Unlike typical network scanners that use expensive SPAN ports to sniff traffic – often knocking over a company’s xIoT devices by blasting them with signals hoping to get a return – Phosphorus CybersecurityTM has developed a platform uniquely designed to natively communicate with xIoT devices to give enterprises full visibility into what is on their network.
The cyber company explains that its Enterprise xIoT Security Platform identifies every device down to the make, model, firmware version, and whether or not that device is still supported. This is unlike legacy solutions that claim to give granular device visibility but only detect the MAC and IP addresses. Phosphorus goes even further. It goes beyond visibility of xIoT devices to provide full, automated remediation of any security problems these devices face. This includes automated credential updates and rotation, automated firmware updates and management, and automated certificate updates—making them significantly different from other legacy IoT and OT security companies.
How big is the IoT security problem? Rouland says there are five billion computers in the world that are connected to networks, but 50 billion xIoT devices that are also connected to those same networks. And the number of xIoT devices is growing at more than 30 percent annually.
“Who’s the leader in securing them? I’m raising our hands,” he says. “We are going to be it. While there are other companies that claim to do IoT security, they’re really just doing vulnerability research or scanning for devices on the network.
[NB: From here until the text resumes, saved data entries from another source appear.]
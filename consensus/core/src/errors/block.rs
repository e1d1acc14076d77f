use thiserror::Error;

use doin_hashes::Hash;

use super::ErrorKind;
use crate::constants;

#[derive(Error, Debug, Clone)]
pub enum RuleError {
    #[error("wrong block version: got {0} but expected {expected}", expected = constants::BLOCK_VERSION)]
    WrongBlockVersion(u16),

    #[error("block index {0} does not follow parent index {1}")]
    NonSequentialIndex(u64, u64),

    #[error("block previous hash {0} does not match chain tip {1}")]
    PreviousHashMismatch(Hash, Hash),

    #[error("block parent {0} is unknown")]
    UnknownParent(Hash),

    #[error("block hash {0} does not match the recomputed header hash {1}")]
    BadBlockHash(Hash, Hash),

    #[error("invalid merkle root: header indicates {0} but calculated value is {1}")]
    BadMerkleRoot(Hash, Hash),

    #[error("block timestamp {0} is before parent timestamp {1}")]
    TimeTooOld(u64, u64),

    #[error("the block timestamp is too far into the future: block timestamp is {0} but maximum timestamp allowed is {1}")]
    TimeTooFarIntoTheFuture(u64, u64),

    #[error("block at index {0} would revert finalized height {1}")]
    ReorgBelowFinality(u64, u64),

    #[error("accepted optima {0} does not bind to its commitment")]
    CommitBindingViolation(crate::OptimaId),

    #[error("accepted optima {0} claims a seed other than the derived one")]
    SeedMismatch(crate::OptimaId),

    #[error("duplicate terminal record for optima {0}")]
    DuplicateTerminalOptima(crate::OptimaId),

    #[error("coin distribution of {0} exceeds allowed emission {1}")]
    ExcessiveEmission(u64, u64),

    #[error("block is known to be invalid")]
    KnownInvalid,
}

impl RuleError {
    pub fn kind(&self) -> ErrorKind {
        ErrorKind::Consistency
    }
}

pub type BlockProcessResult<T> = std::result::Result<T, RuleError>;
//! Persistence error taxonomy
//!
//! Every backing-store failure (PostgreSQL or Redis) is expressed as a
//! [`StoreError`]. The HTTP layer maps any `StoreError` to a generic
//! internal failure; the detail here is for logs only.

use sqlx::Error as SqlxError;
use thiserror::Error;

/// Failure of a backing persistence operation.
#[derive(Error, Debug)]
pub enum StoreError {
    /// Could not reach or connect to the store
    #[error("store connection error: {0}")]
    Connection(#[source] SqlxError),

    /// A query against PostgreSQL failed
    #[error("store query error: {0}")]
    Query(#[source] SqlxError),

    /// An operation against the Redis session store failed
    #[error("session store error: {0}")]
    Session(#[source] redis::RedisError),

    /// A stored value could not be (de)serialized
    #[error("stored value malformed: {0}")]
    Serialization(String),

    /// A secret could not be hashed into a storable credential
    #[error("credential hashing error: {0}")]
    Credential(String),

    /// Bad store configuration (URL, pool sizing)
    #[error("store configuration error: {0}")]
    Configuration(String),
}

impl From<redis::RedisError> for StoreError {
    fn from(err: redis::RedisError) -> Self {
        StoreError::Session(err)
    }
}

/// Result alias for store operations.
pub type StoreResult<T> = Result<T, StoreError>;

#[cfg(test)]
mod tests {
    use super::*;

    #[test]
    fn credential_failures_are_labelled_as_such() {
        let err = StoreError::Credential("argon2 parameter error".to_string());
        assert_eq!(
            err.to_string(),
            "credential hashing error: argon2 parameter error"
        );
    }

    #[test]
    fn serialization_failures_keep_their_own_label() {
        let err = StoreError::Serialization("truncated payload".to_string());
        assert_eq!(err.to_string(), "stored value malformed: truncated payload");
    }
}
We are the only company that can actually fix and secure these devices with a fully automated, hands-off process – regardless of the device’s brand or type, or how many of them there are.”
Rouland co-founded Phosphorus CybersecurityTM with Rebecca Rouland, Chief Financial Officer, and Earle Ady, Chief Technology Officer.
“We’ve had a terrific year so far, between strong sales growth and recent investments,” he says. “Corporate demand for our enterprise xIoT security platform has been surging, and our sales pipeline keeps getting bigger. Meanwhile, the IoT market continues to grow by leaps and bounds and more and more businesses are waking up to reality of these threats every day. My goal isn’t to just build a thriving company, but to be the next Norton LifeLock, or bigger. After all, xIoT is already outpacing traditional endpoints by a factor of 10. We see a really bright future ahead for our company.”